▸ Problem statement
Print the first line of the records below and every line after it, up to and including the line with "pub fn and(self, other: Check<B>)". Print nothing else.

═════ Information provided ═════

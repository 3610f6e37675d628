#[cfg(feature = "std")]
pub type Box<T> = std::boxed::Box<T>;
#[cfg(not(feature = "std"))]
pub type Box<T> = alloc::boxed::Box<T>;

#[cfg(feature = "std")]
pub type Vec<T> = std::vec::Vec<T>;
#[cfg(not(feature = "std"))]
pub type Vec<T> = alloc::vec::Vec<T>;

#[cfg(feature = "std")]
pub type String = std::string::String;
#[cfg(not(feature = "std"))]
pub type String = alloc::string::String;
#[cfg(feature = "serde")]
use serde::{Deserialize, Serialize};

/// Outcome of validating a single value: it either passes or fails with a reason.
///
/// Used by [`Or::filter`](crate::Or::filter) and
/// [`accumulation::when`](crate::accumulation::when).
///
/// # Examples
///
/// ```
/// use or_rail::Check;
///
/// let non_empty = |s: &str| Check::from_bool(!s.is_empty(), || "empty");
/// assert!(non_empty("abc").is_pass());
/// assert_eq!(non_empty(""), Check::Fail("empty"));
/// ```
#[must_use]
#[cfg_attr(feature = "serde", derive(Serialize, Deserialize))]
#[derive(Clone, Copy, PartialEq, Eq, PartialOrd, Ord, Debug, Hash)]
pub enum Check<B> {
    Pass,
    Fail(B),
}

impl<B> Check<B> {
    /// `Pass` when `passed` holds, otherwise `Fail` with the lazily built reason.
    #[inline]
    pub fn from_bool<F>(passed: bool, reason: F) -> Self
    where
        F: FnOnce() -> B,
    {
        if passed {
            Self::Pass
        } else {
            Self::Fail(reason())
        }
    }

    #[must_use]
    #[inline]
    pub fn is_pass(&self) -> bool {
        matches!(self, Self::Pass)
    }

    #[must_use]
    #[inline]
    pub fn is_fail(&self) -> bool {
        !self.is_pass()
    }

    /// Passes only if both pass; otherwise the first failure is kept.
    #[inline]
    pub fn and(self, other: Check<B>) -> Check<B> {
        match self {
            Self::Pass => other,
            fail => fail,
        }
    }

    #[must_use]
    #[inline]
    pub fn into_fail(self) -> Option<B> {
        match self {
            Self::Pass => None,
            Self::Fail(b) => Some(b),
        }
    }
}
use core::fmt;
use core::future::Future;
use core::pin::Pin;
use core::sync::atomic::{AtomicU8, Ordering};
use core::task::{Context, Poll};

use std::sync::Arc;

use futures_core::future::FusedFuture;
use futures_util::task::AtomicWaker;
use pin_project_lite::pin_project;
use tokio::task::AbortHandle;

use super::slots::Slots;
use crate::or::Or;
use crate::types::alloc_type::Vec;
use crate::types::Every;

/// Combiner that returns the good values unchanged.
pub type Identity<T> = fn(T) -> T;

/// Terminal outcome of a cancelled combination.
///
/// Cancellation is not a domain failure: it is reported outside the `Or`, never as
/// an entry of the failure accumulation.
#[derive(Debug, Clone, Copy, PartialEq, Eq, Hash)]
pub struct Cancelled;

impl fmt::Display for Cancelled {
    fn fmt(&self, f: &mut fmt::Formatter<'_>) -> fmt::Result {
        f.write_str("combination was cancelled")
    }
}

impl std::error::Error for Cancelled {}

/// Lifecycle of a [`Combined`] future.
#[derive(Debug, Clone, Copy, PartialEq, Eq, Hash)]
pub enum CombineState {
    /// At least one input has not reported yet.
    Pending,
    /// Every input reported and the outcome was handed out.
    Resolved,
    /// The combination was cancelled before resolving.
    Cancelled,
}

const PENDING: u8 = 0;
const RESOLVED: u8 = 1;
const CANCELLED: u8 = 2;

#[derive(Debug)]
struct Control {
    state: AtomicU8,
    inputs: Vec<AbortHandle>,
    waker: AtomicWaker,
}

/// Cancels a [`Combined`] future from anywhere, including while another task awaits it.
///
/// # Examples
///
/// ```
/// use or_rail::prelude_async::*;
///
/// # #[tokio::main(flavor = "current_thread")]
/// # async fn main() {
/// let factory = FutureFactory::of_fault_message();
/// let slow = factory.future(|| async {
///     tokio::time::sleep(std::time::Duration::from_secs(60)).await;
///     Or::<i32, String>::good(1)
/// });
///
/// let combined = combined([slow]);
/// let canceller = combined.canceller();
///
/// assert!(canceller.cancel());
/// assert_eq!(canceller.state(), CombineState::Cancelled);
/// assert_eq!(combined.await, Err(Cancelled));
/// # }
/// ```
#[derive(Debug, Clone)]
pub struct Canceller {
    control: Arc<Control>,
}

impl Canceller {
    fn new(inputs: Vec<AbortHandle>) -> Self {
        let control = Control { state: AtomicU8::new(PENDING), inputs, waker: AtomicWaker::new() };
        Self { control: Arc::new(control) }
    }

    /// Cancels the combination and every input that is still running.
    ///
    /// Returns `false` if the combination had already resolved or been cancelled, in
    /// which case nothing changes.
    pub fn cancel(&self) -> bool {
        if !self.transition(CANCELLED) {
            return false;
        }
        for input in &self.control.inputs {
            input.abort();
        }
        // Blocking inputs ignore abort; the awaiting task must not wait for them.
        self.control.waker.wake();
        trace_event!(debug, inputs = self.control.inputs.len(), "combination cancelled");
        true
    }

    #[must_use]
    pub fn state(&self) -> CombineState {
        match self.control.state.load(Ordering::Acquire) {
            PENDING => CombineState::Pending,
            RESOLVED => CombineState::Resolved,
            _ => CombineState::Cancelled,
        }
    }

    fn transition(&self, to: u8) -> bool {
        self.control
            .state
            .compare_exchange(PENDING, to, Ordering::AcqRel, Ordering::Acquire)
            .is_ok()
    }
}

pin_project! {
    /// A combination of independently running inputs.
    ///
    /// Resolves only after every input has reported. The outcome is `Good` with the
    /// combiner applied to all good values (in argument order) or `Bad` with the
    /// failures of every bad input (in argument order). Resolves to `Err(Cancelled)`
    /// if the combination or one of its inputs was cancelled.
    ///
    /// Dropping an unresolved `Combined` cancels it, together with the inputs that are
    /// still running.
    #[must_use = "futures do nothing unless polled"]
    pub struct Combined<S, F> {
        slots: S,
        combiner: Option<F>,
        control: Canceller,
    }

    impl<S, F> PinnedDrop for Combined<S, F> {
        fn drop(this: Pin<&mut Self>) {
            this.control.cancel();
        }
    }
}

impl<S, F> Combined<S, F>
where
    S: Slots,
{
    pub(crate) fn new(slots: S, combiner: F) -> Self {
        let control = Canceller::new(slots.abort_handles());
        Self { slots, combiner: Some(combiner), control }
    }

    /// A cloneable handle that can cancel this combination.
    #[inline]
    pub fn canceller(&self) -> Canceller {
        self.control.clone()
    }

    /// Cancels this combination; see [`Canceller::cancel`].
    #[inline]
    pub fn cancel(&self) -> bool {
        self.control.cancel()
    }

    #[must_use]
    #[inline]
    pub fn state(&self) -> CombineState {
        self.control.state()
    }
}

impl<S, F, H> Future for Combined<S, F>
where
    S: Slots,
    F: FnOnce(S::Goods) -> H,
{
    type Output = Result<Or<H, Every<S::Failure>>, Cancelled>;

    fn poll(self: Pin<&mut Self>, cx: &mut Context<'_>) -> Poll<Self::Output> {
        let this = self.project();
        this.control.control.waker.register(cx.waker());

        if this.control.state() == CombineState::Cancelled {
            return Poll::Ready(Err(Cancelled));
        }

        match this.slots.poll_fill(cx) {
            Poll::Pending => Poll::Pending,
            Poll::Ready(Err(Cancelled)) => {
                this.control.cancel();
                Poll::Ready(Err(Cancelled))
            },
            Poll::Ready(Ok(())) => {
                if !this.control.transition(RESOLVED) {
                    return Poll::Ready(Err(Cancelled));
                }
                let combiner =
                    this.combiner.take().expect("Combined polled after completion; this is a bug");
                let outcome = this.slots.settle().map(combiner);
                trace_event!(
                    trace,
                    inputs = this.control.control.inputs.len(),
                    failures = outcome.as_ref().into_bad().map_or(0, Every::len),
                    "combination resolved"
                );
                Poll::Ready(Ok(outcome))
            },
        }
    }
}

impl<S, F, H> FusedFuture for Combined<S, F>
where
    S: Slots,
    F: FnOnce(S::Goods) -> H,
{
    fn is_terminated(&self) -> bool {
        self.control.state() != CombineState::Pending
    }
}

impl<S, F> fmt::Debug for Combined<S, F> {
    fn fmt(&self, f: &mut fmt::Formatter<'_>) -> fmt::Result {
        f.debug_struct("Combined").field("state", &self.control.state()).finish_non_exhaustive()
    }
}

═════

▸ Your response
repository 3610f6e37675d628
#[cfg(feature = "std")]
pub type Box<T> = std::boxed::Box<T>;
#[cfg(not(feature = "std"))]
pub type Box<T> = alloc::boxed::Box<T>;

#[cfg(feature = "std")]
pub type Vec<T> = std::vec::Vec<T>;
#[cfg(not(feature = "std"))]
pub type Vec<T> = alloc::vec::Vec<T>;

#[cfg(feature = "std")]
pub type String = std::string::String;
#[cfg(not(feature = "std"))]
pub type String = alloc::string::String;
#[cfg(feature = "serde")]
use serde::{Deserialize, Serialize};

/// Outcome of validating a single value: it either passes or fails with a reason.
///
/// Used by [`Or::filter`](crate::Or::filter) and
/// [`accumulation::when`](crate::accumulation::when).
///
/// # Examples
///
/// ```
/// use or_rail::Check;
///
/// let non_empty = |s: &str| Check::from_bool(!s.is_empty(), || "empty");
/// assert!(non_empty("abc").is_pass());
/// assert_eq!(non_empty(""), Check::Fail("empty"));
/// ```
#[must_use]
#[cfg_attr(feature = "serde", derive(Serialize, Deserialize))]
#[derive(Clone, Copy, PartialEq, Eq, PartialOrd, Ord, Debug, Hash)]
pub enum Check<B> {
    Pass,
    Fail(B),
}

impl<B> Check<B> {
    /// `Pass` when `passed` holds, otherwise `Fail` with the lazily built reason.
    #[inline]
    pub fn from_bool<F>(passed: bool, reason: F) -> Self
    where
        F: FnOnce() -> B,
    {
        if passed {
            Self::Pass
        } else {
            Self::Fail(reason())
        }
    }

    #[must_use]
    #[inline]
    pub fn is_pass(&self) -> bool {
        matches!(self, Self::Pass)
    }

    #[must_use]
    #[inline]
    pub fn is_fail(&self) -> bool {
        !self.is_pass()
    }

    /// Passes only if both pass; otherwise the first failure is kept.
    #[inline]
    pub fn and(self, other: Check<B>) -> Check<B> {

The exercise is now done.